▶ **What you need to do**: Below are entries; count the lines containing the string "RequireGreaterTimestamp". The answer is that number alone.

▶

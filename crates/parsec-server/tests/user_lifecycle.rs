//! Integration test: user enrollment, revocation, profile updates and the
//! certificate fetch.

mod common;

use std::collections::HashMap;

use parsec_server::components::user::{UserCreateError, UserRevokeError, UserUpdateError};
use parsec_types::{
    CertificateSigner, RealmRole, RevokedUserCertificate, UserCertificate, UserProfile,
    UserUpdateCertificate, VlobID,
};

use common::{bootstrapped_org, make_user_certs, role_certificate, t0};

#[tokio::test]
async fn enroll_and_list() {
    let org = bootstrapped_org().await;
    let bob = org
        .new_user(
            t0().add_seconds(1),
            "bob@example.com",
            "Boby McBobFace",
            UserProfile::Standard,
        )
        .await;

    let users = org
        .server
        .user
        .list_users(&org.id)
        .await
        .expect("organization exists");
    assert_eq!(users.len(), 2);
    // Sorted by creation date
    assert_eq!(users[0].user_id, org.alice.user_id);
    assert_eq!(users[0].email, "alice@example.com");
    assert_eq!(users[0].profile, UserProfile::Admin);
    assert_eq!(users[1].user_id, bob.user_id);
    assert_eq!(users[1].profile, UserProfile::Standard);
    assert!(users.iter().all(|user| user.revoked_on.is_none()));
}

#[tokio::test]
async fn duplicate_email_is_rejected() {
    let org = bootstrapped_org().await;
    let (_bob, certs) = make_user_certs(
        CertificateSigner::Device(org.alice.device_id),
        &org.alice.signing_key,
        t0().add_seconds(1),
        "alice@example.com",
        "Alice Again",
        UserProfile::Standard,
    );
    let outcome = org
        .server
        .user
        .create_user(
            &org.id,
            t0().add_seconds(1),
            org.alice.device_id,
            &certs.user,
            &certs.device,
            &certs.redacted_user,
            &certs.redacted_device,
        )
        .await;
    assert!(matches!(
        outcome,
        Err(UserCreateError::HumanHandleAlreadyTaken)
    ));
}

#[tokio::test]
async fn common_topic_timestamps_are_strictly_increasing() {
    let org = bootstrapped_org().await;
    // Same timestamp as the bootstrap certificates
    let (_bob, certs) = make_user_certs(
        CertificateSigner::Device(org.alice.device_id),
        &org.alice.signing_key,
        t0(),
        "bob@example.com",
        "Boby McBobFace",
        UserProfile::Standard,
    );
    let outcome = org
        .server
        .user
        .create_user(
            &org.id,
            t0(),
            org.alice.device_id,
            &certs.user,
            &certs.device,
            &certs.redacted_user,
            &certs.redacted_device,
        )
        .await;
    assert!(matches!(
        outcome,
        Err(UserCreateError::RequireGreaterTimestamp { strictly_greater_than }) if strictly_greater_than == t0()
    ));

    // One second later is fine
    org.new_user(
        t0().add_seconds(1),
        "bob@example.com",
        "Boby McBobFace",
        UserProfile::Standard,
    )
    .await;
}

#[tokio::test]
async fn revocation_locks_the_user_out() {
    let org = bootstrapped_org().await;
    let bob = org
        .new_user(
            t0().add_seconds(1),
            "bob@example.com",
            "Boby McBobFace",
            UserProfile::Admin,
        )
        .await;

    // Self-revocation is not a thing
    let self_revocation = RevokedUserCertificate {
        author: org.alice.device_id,
        timestamp: t0().add_seconds(2),
        user_id: org.alice.user_id,
    }
    .dump_and_sign(&org.alice.signing_key);
    let outcome = org
        .server
        .user
        .revoke_user(
            &org.id,
            t0().add_seconds(2),
            org.alice.device_id,
            &self_revocation,
        )
        .await;
    assert!(matches!(outcome, Err(UserRevokeError::AuthorNotAllowed)));

    let revocation = RevokedUserCertificate {
        author: org.alice.device_id,
        timestamp: t0().add_seconds(2),
        user_id: bob.user_id,
    }
    .dump_and_sign(&org.alice.signing_key);
    org.server
        .user
        .revoke_user(
            &org.id,
            t0().add_seconds(2),
            org.alice.device_id,
            &revocation,
        )
        .await
        .expect("revoke");

    // A revoked admin cannot author anything anymore
    let revenge = RevokedUserCertificate {
        author: bob.device_id,
        timestamp: t0().add_seconds(3),
        user_id: org.alice.user_id,
    }
    .dump_and_sign(&bob.signing_key);
    let outcome = org
        .server
        .user
        .revoke_user(&org.id, t0().add_seconds(3), bob.device_id, &revenge)
        .await;
    assert!(matches!(outcome, Err(UserRevokeError::AuthorNotAllowed)));

    // Revoking twice reports the current common timeline
    let again = RevokedUserCertificate {
        author: org.alice.device_id,
        timestamp: t0().add_seconds(4),
        user_id: bob.user_id,
    }
    .dump_and_sign(&org.alice.signing_key);
    let outcome = org
        .server
        .user
        .revoke_user(&org.id, t0().add_seconds(4), org.alice.device_id, &again)
        .await;
    assert!(matches!(
        outcome,
        Err(UserRevokeError::UserAlreadyRevoked { .. })
    ));
}

#[tokio::test]
async fn revocation_postdates_realm_activity() {
    let org = bootstrapped_org().await;
    let bob = org
        .new_user(
            t0().add_seconds(1),
            "bob@example.com",
            "Boby McBobFace",
            UserProfile::Standard,
        )
        .await;
    let realm_id = org.new_realm(t0().add_seconds(2), &org.alice).await;
    let grant = role_certificate(
        &org.alice,
        t0().add_seconds(3),
        realm_id,
        bob.user_id,
        Some(RealmRole::Contributor),
    );
    org.server
        .realm
        .share(
            &org.id,
            t0().add_seconds(3),
            org.alice.device_id,
            &grant,
            b"<keys bundle access>",
            0,
        )
        .await
        .expect("share");

    org.server
        .vlob
        .create(
            &org.id,
            t0().add_seconds(100),
            bob.device_id,
            realm_id,
            VlobID::generate(),
            0,
            t0().add_seconds(100),
            b"manifest".to_vec(),
            None,
        )
        .await
        .expect("vlob create");

    // The revocation must postdate the vlob activity of bob's realms
    let revocation = RevokedUserCertificate {
        author: org.alice.device_id,
        timestamp: t0().add_seconds(4),
        user_id: bob.user_id,
    }
    .dump_and_sign(&org.alice.signing_key);
    let outcome = org
        .server
        .user
        .revoke_user(
            &org.id,
            t0().add_seconds(4),
            org.alice.device_id,
            &revocation,
        )
        .await;
    assert!(matches!(
        outcome,
        Err(UserRevokeError::RequireGreaterTimestamp { strictly_greater_than })
            if strictly_greater_than == t0().add_seconds(100)
    ));

    let revocation = RevokedUserCertificate {
        author: org.alice.device_id,
        timestamp: t0().add_seconds(101),
        user_id: bob.user_id,
    }
    .dump_and_sign(&org.alice.signing_key);
    org.server
        .user
        .revoke_user(
            &org.id,
            t0().add_seconds(101),
            org.alice.device_id,
            &revocation,
        )
        .await
        .expect("revoke after the write");
}

#[tokio::test]
async fn profile_update_requires_an_actual_change() {
    let org = bootstrapped_org().await;
    let bob = org
        .new_user(
            t0().add_seconds(1),
            "bob@example.com",
            "Boby McBobFace",
            UserProfile::Standard,
        )
        .await;

    let update = UserUpdateCertificate {
        author: org.alice.device_id,
        timestamp: t0().add_seconds(2),
        user_id: bob.user_id,
        new_profile: UserProfile::Admin,
    }
    .dump_and_sign(&org.alice.signing_key);
    org.server
        .user
        .update_user(&org.id, t0().add_seconds(2), org.alice.device_id, &update)
        .await
        .expect("update");

    let same_again = UserUpdateCertificate {
        author: org.alice.device_id,
        timestamp: t0().add_seconds(3),
        user_id: bob.user_id,
        new_profile: UserProfile::Admin,
    }
    .dump_and_sign(&org.alice.signing_key);
    let outcome = org
        .server
        .user
        .update_user(
            &org.id,
            t0().add_seconds(3),
            org.alice.device_id,
            &same_again,
        )
        .await;
    assert!(matches!(outcome, Err(UserUpdateError::UserNoChanges)));

    let users = org.server.user.list_users(&org.id).await.expect("users");
    let bob_info = users
        .iter()
        .find(|user| user.user_id == bob.user_id)
        .expect("bob listed");
    assert_eq!(bob_info.profile, UserProfile::Admin);
}

#[tokio::test]
async fn freeze_flag_shows_up_in_listing() {
    let org = bootstrapped_org().await;
    let bob = org
        .new_user(
            t0().add_seconds(1),
            "bob@example.com",
            "Boby McBobFace",
            UserProfile::Standard,
        )
        .await;

    org.server
        .user
        .freeze_user(&org.id, bob.user_id, true)
        .await
        .expect("freeze");
    let users = org.server.user.list_users(&org.id).await.expect("users");
    let bob_info = users
        .iter()
        .find(|user| user.user_id == bob.user_id)
        .expect("bob listed");
    assert!(bob_info.is_frozen);

    org.server
        .user
        .freeze_user(&org.id, bob.user_id, false)
        .await
        .expect("unfreeze");
    let users = org.server.user.list_users(&org.id).await.expect("users");
    let bob_info = users
        .iter()
        .find(|user| user.user_id == bob.user_id)
        .expect("bob listed");
    assert!(!bob_info.is_frozen);
}

#[tokio::test]
async fn outsiders_only_see_redacted_certificates() {
    let org = bootstrapped_org().await;
    let carol = org
        .new_user(
            t0().add_seconds(1),
            "carol@example.com",
            "Caroly McCarolFace",
            UserProfile::Outsider,
        )
        .await;

    // The first common certificate is alice's root-signed user certificate
    let bundle = org
        .server
        .user
        .get_certificates(&org.id, carol.device_id, None, None, None, &HashMap::new())
        .await
        .expect("certificates");
    let alice_cert = UserCertificate::verify_and_load(
        &bundle.common[0],
        &org.root_key.verify_key(),
        CertificateSigner::Root,
        Some(org.alice.user_id),
    )
    .expect("valid certificate");
    assert!(alice_cert.human_handle.is_redacted());

    // A STANDARD author gets the real flavor
    let bundle = org
        .server
        .user
        .get_certificates(
            &org.id,
            org.alice.device_id,
            None,
            None,
            None,
            &HashMap::new(),
        )
        .await
        .expect("certificates");
    let alice_cert = UserCertificate::verify_and_load(
        &bundle.common[0],
        &org.root_key.verify_key(),
        CertificateSigner::Root,
        Some(org.alice.user_id),
    )
    .expect("valid certificate");
    assert!(!alice_cert.human_handle.is_redacted());
    assert_eq!(alice_cert.human_handle.as_ref().email(), "alice@example.com");

    // Incremental fetch: nothing newer than the last common timestamp
    let bundle = org
        .server
        .user
        .get_certificates(
            &org.id,
            org.alice.device_id,
            Some(t0().add_seconds(1)),
            None,
            None,
            &HashMap::new(),
        )
        .await
        .expect("certificates");
    assert!(bundle.common.is_empty());
}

◀

▶ **Exercise output**: 2